A medieval attitude to suicide

I had always thought that suicide was made illegal in medieval times due to religious disapproval until suicidal people were finally freed from the risk of prosecution by the 1961 Suicide Act.

It turns out the history is a little more nuanced, as noted in this 1904 article from the Columbia Law Review entitled “Is Suicide Murder?” that explores the rather convoluted legal approach to suicide in centuries past.

In the UK, the legal status of suicide was first mentioned in a landmark 13th Century legal document attributed to Henry de Bracton.
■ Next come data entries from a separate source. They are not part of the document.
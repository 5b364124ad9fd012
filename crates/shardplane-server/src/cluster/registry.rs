//! Node Registry
//!
//! In-memory catalog of live index nodes. Writable (primary) nodes and read
//! replicas are kept apart: only primaries are placement candidates.
//! The registry is rebuilt from membership on every start.

use super::node::{NodeClient, NodeConnector};
use crate::observability::{events, metrics};
use shardplane_core::{ClusterError, IndexNode};
use std::collections::{BTreeSet, HashMap};
use std::fmt;
use std::sync::Arc;
use tokio::sync::RwLock;
use tracing::{debug, trace};

/// A registered node and the client used to reach it
#[derive(Clone)]
pub struct RegisteredNode {
    pub info: IndexNode,
    pub client: Arc<dyn NodeClient>,
}

impl RegisteredNode {
    pub fn id(&self) -> &str {
        &self.info.id
    }
}

impl fmt::Debug for RegisteredNode {
    fn fmt(&self, f: &mut fmt::Formatter<'_>) -> fmt::Result {
        f.debug_struct("RegisteredNode")
            .field("info", &self.info)
            .finish_non_exhaustive()
    }
}

#[derive(Default)]
struct Nodes {
    primaries: HashMap<String, RegisteredNode>,
    /// primary id -> replica id -> node
    read_replicas: HashMap<String, HashMap<String, RegisteredNode>>,
}

impl Nodes {
    fn replica_count(&self) -> usize {
        self.read_replicas.values().map(HashMap::len).sum()
    }
}

/// Shared registry of index nodes
#[derive(Clone)]
pub struct NodeRegistry {
    nodes: Arc<RwLock<Nodes>>,
    connector: Arc<dyn NodeConnector>,
}

impl NodeRegistry {
    pub fn new(connector: Arc<dyn NodeConnector>) -> Self {
        Self {
            nodes: Arc::new(RwLock::new(Nodes::default())),
            connector,
        }
    }

    pub fn connector(&self) -> &Arc<dyn NodeConnector> {
        &self.connector
    }

    /// Insert or replace a node.
    pub async fn add_node(
        &self,
        id: &str,
        address: &str,
        shard_count: u64,
        available_disk: u64,
        primary_id: Option<&str>,
    ) -> Result<RegisteredNode, ClusterError> {
        let node = RegisteredNode {
            info: IndexNode {
                id: id.to_string(),
                address: address.to_string(),
                shard_count,
                available_disk,
                primary_id: primary_id.map(str::to_string),
            },
            client: self.connector.connect(id, address)?,
        };

        let mut nodes = self.nodes.write().await;
        match primary_id {
            Some(primary) => {
                nodes
                    .read_replicas
                    .entry(primary.to_string())
                    .or_default()
                    .insert(id.to_string(), node.clone());
            }
            None => {
                nodes.primaries.insert(id.to_string(), node.clone());
                metrics::set_available_nodes(nodes.primaries.len());
            }
        }
        metrics::set_node_shard_count(id, shard_count);
        debug!(
            node_id = %id,
            address = %address,
            primary_id = ?primary_id,
            total_nodes = nodes.primaries.len(),
            "Added index node"
        );
        Ok(node)
    }

    /// Refresh the mutable fields of a known node in place.
    ///
    /// Returns `false` when the node is unknown. The client is rebuilt only
    /// when the address changed.
    pub async fn update_node(
        &self,
        id: &str,
        address: &str,
        shard_count: u64,
        available_disk: u64,
    ) -> Result<bool, ClusterError> {
        let mut nodes = self.nodes.write().await;
        let Nodes {
            primaries,
            read_replicas,
        } = &mut *nodes;
        let entry = match primaries.get_mut(id) {
            Some(entry) => Some(entry),
            None => read_replicas.values_mut().find_map(|r| r.get_mut(id)),
        };
        let Some(entry) = entry else {
            return Ok(false);
        };

        if entry.info.address != address {
            entry.client = self.connector.connect(id, address)?;
            entry.info.address = address.to_string();
        }
        entry.info.shard_count = shard_count;
        entry.info.available_disk = available_disk;
        metrics::set_node_shard_count(id, shard_count);
        trace!(node_id = %id, shard_count = shard_count, "Updated index node");
        Ok(true)
    }

    /// Look a node up by id, primaries first.
    pub async fn get_node(&self, id: &str) -> Option<RegisteredNode> {
        let nodes = self.nodes.read().await;
        nodes
            .primaries
            .get(id)
            .or_else(|| nodes.read_replicas.values().find_map(|r| r.get(id)))
            .cloned()
    }

    /// Writable node by id.
    pub async fn get_primary(&self, id: &str) -> Option<RegisteredNode> {
        self.nodes.read().await.primaries.get(id).cloned()
    }

    /// Remove a node. With `primary_id` the removal targets a read replica.
    pub async fn remove_node(
        &self,
        id: &str,
        primary_id: Option<&str>,
    ) -> Result<RegisteredNode, ClusterError> {
        let mut nodes = self.nodes.write().await;
        let removed = match primary_id {
            Some(primary) => {
                let removed = nodes
                    .read_replicas
                    .get_mut(primary)
                    .and_then(|replicas| replicas.remove(id));
                if nodes
                    .read_replicas
                    .get(primary)
                    .is_some_and(HashMap::is_empty)
                {
                    nodes.read_replicas.remove(primary);
                }
                removed
            }
            None => nodes.primaries.remove(id),
        };

        let removed = removed.ok_or_else(|| ClusterError::not_found("index node", id))?;
        metrics::set_available_nodes(nodes.primaries.len());
        events::node_departed(id);
        Ok(removed)
    }

    /// Writable nodes, sorted by id. Read replicas are never included.
    pub async fn list_nodes(&self) -> Vec<RegisteredNode> {
        let nodes = self.nodes.read().await;
        let mut list: Vec<_> = nodes.primaries.values().cloned().collect();
        list.sort_by(|a, b| a.info.id.cmp(&b.info.id));
        list
    }

    pub async fn get_read_replicas(&self, primary_id: &str) -> Vec<RegisteredNode> {
        let nodes = self.nodes.read().await;
        let mut list: Vec<_> = nodes
            .read_replicas
            .get(primary_id)
            .map(|r| r.values().cloned().collect())
            .unwrap_or_default();
        list.sort_by(|a, b| a.info.id.cmp(&b.info.id));
        list
    }

    /// Every registered id with the primary it replicates, if any.
    pub async fn members(&self) -> Vec<(String, Option<String>)> {
        let nodes = self.nodes.read().await;
        let mut members: Vec<_> = nodes
            .primaries
            .keys()
            .map(|id| (id.clone(), None))
            .collect();
        for (primary, replicas) in &nodes.read_replicas {
            members.extend(replicas.keys().map(|id| (id.clone(), Some(primary.clone()))));
        }
        members.sort();
        members
    }

    pub async fn node_ids(&self) -> BTreeSet<String> {
        self.members().await.into_iter().map(|(id, _)| id).collect()
    }

    /// Number of writable nodes.
    pub async fn len(&self) -> usize {
        self.nodes.read().await.primaries.len()
    }

    pub async fn is_empty(&self) -> bool {
        self.len().await == 0
    }

    pub async fn read_replica_count(&self) -> usize {
        self.nodes.read().await.replica_count()
    }
}

#[cfg(test)]
mod tests {
    use super::*;
    use crate::cluster::node::LocalConnector;

    fn registry() -> NodeRegistry {
        NodeRegistry::new(Arc::new(LocalConnector::new()))
    }

    #[tokio::test]
    async fn test_add_is_upsert() {
        let registry = registry();
        registry.add_node("n0", "n0:1", 1, 10, None).await.unwrap();
        registry.add_node("n0", "n0:2", 5, 10, None).await.unwrap();

        assert_eq!(registry.len().await, 1);
        let node = registry.get_node("n0").await.unwrap();
        assert_eq!(node.info.address, "n0:2");
        assert_eq!(node.info.shard_count, 5);
    }

    #[tokio::test]
    async fn test_read_replicas_are_not_listed() {
        let registry = registry();
        registry.add_node("n0", "n0:1", 0, 0, None).await.unwrap();
        registry
            .add_node("n0-r", "n0r:1", 0, 0, Some("n0"))
            .await
            .unwrap();

        let listed: Vec<_> = registry
            .list_nodes()
            .await
            .into_iter()
            .map(|n| n.info.id)
            .collect();
        assert_eq!(listed, vec!["n0"]);
        assert_eq!(registry.get_read_replicas("n0").await.len(), 1);
        assert!(registry.get_node("n0-r").await.is_some());
        assert!(registry.get_primary("n0-r").await.is_none());
    }

    #[tokio::test]
    async fn test_remove_unknown_is_not_found() {
        let registry = registry();
        assert!(matches!(
            registry.remove_node("ghost", None).await,
            Err(ClusterError::NotFound { .. })
        ));
    }

    #[tokio::test]
    async fn test_remove_read_replica() {
        let registry = registry();
        registry
            .add_node("n0-r", "n0r:1", 0, 0, Some("n0"))
            .await
            .unwrap();
        assert!(registry.remove_node("n0-r", None).await.is_err());
        registry.remove_node("n0-r", Some("n0")).await.unwrap();
        assert_eq!(registry.read_replica_count().await, 0);
    }

    #[tokio::test]
    async fn test_update_node_in_place() {
        let registry = registry();
        registry.add_node("n0", "n0:1", 1, 10, None).await.unwrap();
        assert!(registry.update_node("n0", "n0:1", 7, 20).await.unwrap());
        assert!(!registry.update_node("ghost", "g:1", 7, 20).await.unwrap());

        let node = registry.get_node("n0").await.unwrap();
        assert_eq!(node.info.shard_count, 7);
        assert_eq!(node.info.available_disk, 20);
    }
}
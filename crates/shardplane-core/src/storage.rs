//! Blob storage collaborator
//!
//! The storage layer persists resource payloads for the index nodes and
//! hands back the index message that points at them.

use crate::error::StorageError;
use crate::models::{IndexMessage, Resource};
use async_trait::async_trait;

#[async_trait]
pub trait Storage: Send + Sync {
    /// Store the payload of a transactional write and build its index message.
    async fn indexing(
        &self,
        resource: &Resource,
        txid: i64,
        partition: Option<&str>,
        kb: &str,
        logical_shard: &str,
    ) -> Result<IndexMessage, StorageError>;

    /// Store the payload of a write that has no originating transaction.
    async fn reindexing(
        &self,
        resource: &Resource,
        reindex_id: &str,
        partition: Option<&str>,
        kb: &str,
        logical_shard: &str,
    ) -> Result<IndexMessage, StorageError>;

    /// Drop the stored payload of a transactional write.
    async fn delete_indexing(
        &self,
        resource_uid: &str,
        txid: i64,
        kb: &str,
        logical_shard: &str,
    ) -> Result<(), StorageError>;

    /// Load the payload an index message points at.
    async fn get_indexing(&self, storage_key: &str) -> Result<Resource, StorageError>;

    /// Mark the bucket of a knowledge box for deletion.
    async fn schedule_delete_kb(&self, kbid: &str) -> Result<bool, StorageError>;

    /// Delete the bucket of a knowledge box. Returns `true` once nothing is left.
    async fn delete_kb(&self, kbid: &str) -> Result<bool, StorageError>;
}
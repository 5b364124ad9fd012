//! Shardplane - shard placement and indexing coordination for index nodes

use anyhow::{Context, Result};
use clap::{Args, Parser, Subcommand, ValueEnum};
use shardplane_server::config::{parse_seeds, ClusterSettings, DiscoveryMode, MaindbBackend};
use shardplane_server::context::ClusterContext;
use shardplane_server::observability::{init_metrics, init_tracing, shutdown_tracing, TracingConfig};
use shardplane_server::{api, purge, version};
use std::sync::Arc;
use tokio::sync::mpsc;
use tracing::{error, info, warn};

#[derive(Parser)]
#[command(name = "shardplane")]
#[command(about = "Shard placement, replication and purge jobs for index node fleets")]
#[command(version = version::VERSION)]
struct Cli {
    #[command(flatten)]
    overrides: SettingsArgs,

    #[command(subcommand)]
    command: Commands,
}

#[derive(Subcommand)]
enum Commands {
    /// Run discovery and the admin HTTP server
    Serve,
    /// Purge deleted knowledge boxes (metadata, node shards, storage)
    Purge,
    /// Delete shards that no knowledge box references any more
    PurgeOrphans,
    /// Print build information
    Version,
}

#[derive(Clone, Copy, ValueEnum)]
enum MaindbArg {
    Memory,
    Etcd,
}

/// Command line overrides applied on top of `ClusterSettings::from_env()`
#[derive(Args)]
struct SettingsArgs {
    /// Replicas per logical shard
    #[arg(long, env = "SHARDPLANE_NODE_REPLICAS", global = true)]
    node_replicas: Option<usize>,

    /// Seed addresses (comma-separated, `#replica` suffix for read replicas)
    #[arg(long, env = "SHARDPLANE_DISCOVERY_SEEDS", global = true)]
    seeds: Option<String>,

    /// Metadata store backend
    #[arg(long, env = "SHARDPLANE_MAINDB", value_enum, global = true)]
    maindb: Option<MaindbArg>,

    /// etcd endpoints (comma-separated)
    #[arg(long, env = "ETCD_ENDPOINTS", global = true)]
    etcd_endpoints: Option<String>,

    /// Run with an embedded index node
    #[arg(long, global = true)]
    standalone: bool,

    /// Admin HTTP bind address
    #[arg(long, env = "SHARDPLANE_HTTP_BIND", global = true)]
    http_bind: Option<String>,
}

impl SettingsArgs {
    fn apply(self, mut settings: ClusterSettings) -> ClusterSettings {
        if let Some(replicas) = self.node_replicas {
            settings.node_replicas = replicas;
        }
        if let Some(seeds) = self.seeds {
            settings.discovery = DiscoveryMode::Seeds(parse_seeds(&seeds));
        }
        if let Some(maindb) = self.maindb {
            settings.maindb = match maindb {
                MaindbArg::Memory => MaindbBackend::Memory,
                MaindbArg::Etcd => MaindbBackend::Etcd,
            };
        }
        if let Some(endpoints) = self.etcd_endpoints {
            settings.etcd_endpoints = endpoints.split(',').map(|s| s.trim().to_string()).collect();
        }
        if self.standalone {
            settings.standalone_mode = true;
        }
        if settings.standalone_mode {
            settings.discovery = DiscoveryMode::Standalone;
        }
        if let Some(bind) = self.http_bind {
            settings.http_bind = bind;
        }
        settings
    }
}

#[tokio::main]
async fn main() -> Result<()> {
    let cli = Cli::parse();

    if let Commands::Version = cli.command {
        println!("{}", version::build_info());
        return Ok(());
    }

    init_tracing(TracingConfig::from_env())
        .map_err(|e| anyhow::anyhow!("Failed to initialize tracing: {e}"))?;
    info!(version = %version::full_version(), "Starting shardplane");

    let settings = cli.overrides.apply(ClusterSettings::from_env());
    let result = match cli.command {
        Commands::Serve => serve(settings).await,
        Commands::Purge => run_purge(settings).await,
        Commands::PurgeOrphans => run_purge_orphans(settings).await,
        Commands::Version => Ok(()),
    };

    shutdown_tracing();
    result
}

async fn serve(settings: ClusterSettings) -> Result<()> {
    let metrics_state = match init_metrics() {
        Ok(state) => Some(state),
        Err(e) => {
            warn!(error = %e, "Failed to install the Prometheus recorder, /metrics disabled");
            None
        }
    };

    let bind_addr = settings.http_bind.clone();
    let context = Arc::new(ClusterContext::build(settings).await?);

    let (shutdown_tx, shutdown_rx) = mpsc::unbounded_channel();
    let discovery = match context.discovery_controller(shutdown_rx).await? {
        Some(controller) => Some(tokio::spawn(controller.run())),
        None => {
            info!("No discovery loop in standalone mode");
            None
        }
    };

    let app = api::create_router(api::AppState::new(context, metrics_state));
    info!(bind_addr = %bind_addr, "Starting admin API server");
    let listener = tokio::net::TcpListener::bind(&bind_addr)
        .await
        .with_context(|| format!("Failed to bind {bind_addr}"))?;

    axum::serve(listener, app)
        .with_graceful_shutdown(async {
            if let Err(e) = tokio::signal::ctrl_c().await {
                error!(error = %e, "Failed to listen for the shutdown signal");
            }
            info!("Shutdown signal received");
        })
        .await?;

    // The loop may already be gone
    let _ = shutdown_tx.send(());
    if let Some(handle) = discovery {
        match handle.await {
            Ok(Ok(())) => {}
            Ok(Err(e)) => warn!(error = %e, "Discovery loop ended with an error"),
            Err(e) => warn!(error = %e, "Discovery task panicked"),
        }
    }
    Ok(())
}

/// Build the context and refresh the registry once. A failed pass is
/// logged: items that need an unreachable node stay for the next run.
async fn job_context(settings: ClusterSettings) -> Result<ClusterContext> {
    let context = ClusterContext::build(settings).await?;
    match context.discover_once().await {
        Ok(summary) => {
            let nodes = context.registry.len().await;
            info!(nodes = nodes, added = summary.added.len(), "Registry refreshed");
        }
        Err(e) => warn!(error = %e, "Discovery pass failed, continuing with an empty registry"),
    }
    Ok(context)
}

async fn run_purge(settings: ClusterSettings) -> Result<()> {
    let context = job_context(settings).await?;

    match purge::purge_kb(&context.kb).await {
        Ok(report) => info!(
            purged = report.purged.len(),
            retained = report.retained.len(),
            "purge_kb finished"
        ),
        Err(e) => error!(error = %e, "purge_kb failed"),
    }
    match purge::purge_kb_storage(context.driver.as_ref(), context.storage.as_ref()).await {
        Ok(report) => info!(
            purged = report.purged.len(),
            retained = report.retained.len(),
            "purge_kb_storage finished"
        ),
        Err(e) => error!(error = %e, "purge_kb_storage failed"),
    }
    Ok(())
}

async fn run_purge_orphans(settings: ClusterSettings) -> Result<()> {
    let context = job_context(settings).await?;

    match purge::purge_orphan_shards(&context.registry, context.driver.as_ref()).await {
        Ok(report) => info!(
            deleted = report.deleted.len(),
            failed = report.failed.len(),
            unreachable_nodes = report.unreachable_nodes.len(),
            "purge_orphan_shards finished"
        ),
        Err(e) => error!(error = %e, "purge_orphan_shards failed"),
    }
    Ok(())
}
//! Metadata key layout
//!
//! Keys are `/`-delimited. Everything owned by a knowledge box lives under
//! `/kbs/{kbid}/` so a purge can delete it with one prefix scan.

pub const KBS_PREFIX: &str = "/kbs/";
pub const DELETIONS_PREFIX: &str = "/deletions/";

pub fn kb_keys(kbid: &str) -> String {
    format!("{KBS_PREFIX}{kbid}/")
}

pub fn kb_config(kbid: &str) -> String {
    format!("{KBS_PREFIX}{kbid}/config")
}

/// The ShardSet of a knowledge box.
pub fn kb_shards(kbid: &str) -> String {
    format!("{KBS_PREFIX}{kbid}/shards")
}

/// Shard set being built by an in-progress rollover.
pub fn kb_rollover_shards(kbid: &str) -> String {
    format!("{KBS_PREFIX}{kbid}/rollover/shards")
}

pub fn kb_deletion(kbid: &str) -> String {
    format!("{DELETIONS_PREFIX}{kbid}")
}

/// Extracts the knowledge box id from a key under `/kbs/` or `/deletions/`.
pub fn kbid_from_key(key: &str) -> Option<&str> {
    let rest = key
        .strip_prefix(KBS_PREFIX)
        .or_else(|| key.strip_prefix(DELETIONS_PREFIX))?;
    let kbid = rest.split('/').next()?;
    if kbid.is_empty() {
        None
    } else {
        Some(kbid)
    }
}

#[cfg(test)]
mod tests {
    use super::*;

    #[test]
    fn test_layout() {
        assert_eq!(kb_shards("kb1"), "/kbs/kb1/shards");
        assert_eq!(kb_rollover_shards("kb1"), "/kbs/kb1/rollover/shards");
        assert_eq!(kb_deletion("kb1"), "/deletions/kb1");
        assert!(kb_shards("kb1").starts_with(&kb_keys("kb1")));
    }

    #[test]
    fn test_kbid_from_key() {
        assert_eq!(kbid_from_key("/kbs/kb1/shards"), Some("kb1"));
        assert_eq!(kbid_from_key("/deletions/kb2"), Some("kb2"));
        assert_eq!(kbid_from_key("/kbs/"), None);
        assert_eq!(kbid_from_key("/other/kb1"), None);
    }
}
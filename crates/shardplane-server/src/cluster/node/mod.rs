//! Index node clients
//!
//! `NodeClient` is the RPC surface of one index node. Two variants exist and
//! are picked when the registry is built, through a `NodeConnector`:
//!
//! ```text
//! NodeConnector ──connect──▶ Arc<dyn NodeClient>
//!   GrpcConnector   ──▶ RetryingNodeClient(GrpcNodeClient)   remote nodes
//!   LocalConnector  ──▶ LocalNode                            embedded node
//! ```

pub mod grpc;
pub mod local;
pub mod proto;
pub mod retrying;

pub use grpc::{GrpcConnector, GrpcNodeClient};
pub use local::{LocalConnector, LocalNode};
pub use retrying::RetryingNodeClient;

use async_trait::async_trait;
use shardplane_core::{
    ClusterError, Counter, IndexMessage, NodeMetadata, ReleaseChannel, Resource, SemanticModel,
    ShardStats, VectorSetConfig,
};
use std::sync::Arc;

#[async_trait]
pub trait NodeClient: Send + Sync {
    /// Create a replica and return the id the node assigned to it.
    async fn new_shard(
        &self,
        kbid: &str,
        release_channel: ReleaseChannel,
        model: &SemanticModel,
    ) -> Result<String, ClusterError>;

    async fn delete_shard(&self, shard_id: &str) -> Result<String, ClusterError>;

    async fn list_shards(&self) -> Result<Vec<String>, ClusterError>;

    async fn get_shard(&self, shard_id: &str) -> Result<ShardStats, ClusterError>;

    async fn get_count(&self, shard_id: &str) -> Result<Counter, ClusterError>;

    /// Deliver an index message addressed to one of this node's replicas.
    async fn index(&self, message: &IndexMessage) -> Result<(), ClusterError>;

    /// Write a resource straight into a replica (standalone mode).
    async fn set_resource(&self, shard_id: &str, resource: &Resource) -> Result<(), ClusterError>;

    async fn remove_resource(&self, shard_id: &str, uuid: &str) -> Result<(), ClusterError>;

    async fn add_vectorset(
        &self,
        shard_id: &str,
        config: &VectorSetConfig,
    ) -> Result<(), ClusterError>;

    async fn list_vectorsets(&self, shard_id: &str) -> Result<Vec<String>, ClusterError>;

    async fn remove_vectorset(&self, shard_id: &str, vectorset_id: &str)
        -> Result<(), ClusterError>;

    async fn clean_and_upgrade_shard(&self, shard_id: &str) -> Result<(), ClusterError>;

    async fn gc(&self, shard_id: &str) -> Result<(), ClusterError>;

    async fn metadata(&self) -> Result<NodeMetadata, ClusterError>;
}

#[async_trait]
pub trait NodeConnector: Send + Sync {
    /// Client for a registered node. Must not block on the network.
    fn connect(&self, node_id: &str, address: &str) -> Result<Arc<dyn NodeClient>, ClusterError>;

    /// Fetch the metadata of whatever node answers at `address` over a
    /// brand new connection.
    async fn probe(&self, address: &str) -> Result<NodeMetadata, ClusterError>;
}
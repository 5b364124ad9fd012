//! Blob storage backends
//!
//! Payload layout shared by every backend:
//!
//! ```text
//! index/{kbid}/{logical_shard}/{resource}/{txid|reindex_id}
//! ```

pub mod local;
pub mod memory;

pub use local::LocalStorage;
pub use memory::MemoryStorage;

use crate::config::ClusterSettings;
use shardplane_core::{IndexMessage, Resource, Storage, TypeMessage};
use std::sync::Arc;

pub fn indexing_key(kb: &str, logical_shard: &str, resource: &str, id: &str) -> String {
    format!("index/{kb}/{logical_shard}/{resource}/{id}")
}

pub fn kb_prefix(kb: &str) -> String {
    format!("index/{kb}/")
}

/// Local storage when a root is configured, memory otherwise.
pub fn from_settings(settings: &ClusterSettings) -> Arc<dyn Storage> {
    match &settings.storage_path {
        Some(root) => Arc::new(LocalStorage::new(root.clone())),
        None => Arc::new(MemoryStorage::new()),
    }
}

pub(crate) fn creation_message(
    resource: &Resource,
    txid: i64,
    reindex_id: Option<&str>,
    partition: Option<&str>,
    kb: &str,
    storage_key: String,
) -> IndexMessage {
    IndexMessage {
        node: String::new(),
        shard: String::new(),
        txid,
        resource: resource.uuid.clone(),
        typemessage: TypeMessage::Creation,
        reindex_id: reindex_id.map(str::to_string),
        partition: partition.map(str::to_string),
        kbid: kb.to_string(),
        storage_key,
    }
}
But contrary to popular belief about medieval attitudes, suicide by ‘insane’ people was not considered a crime and was entirely blame free. Suicide by people who were motivated by “weariness of life or impatience of pain” received only a light punishment (their goods were forfeited but their family could still inherit their lands).

The most serious punishment of forfeiting everything to the Crown was restricted to those who were thought to have killed themselves “without any cause, through anger or ill will, as when he wished to hurt another”.

There are some examples of exactly these sorts of considerations in a British Journal of Psychiatry article that looks at these cases in the Middle Ages. This is a 1292 case from Hereford:

William la Emeyse of this vill, suffering from an acute fever which took away his senses, got up at night, entered the water of Kentford and drowned himself. The jury was asked if he did this feloniously and said no, he did it through his illness. The verdict was an accident.

We tend to think that the medieval world had a very simplistic view of the experiences and behaviour that we might now classify as mental illness but this often wasn’t the case.

Even the common assumption that all these experiences were put down to ‘demonic possession’ turns out to be a myth, as possession was considered to be a possible but rare explanation and was only accepted after psychological and physical disturbances were ruled out.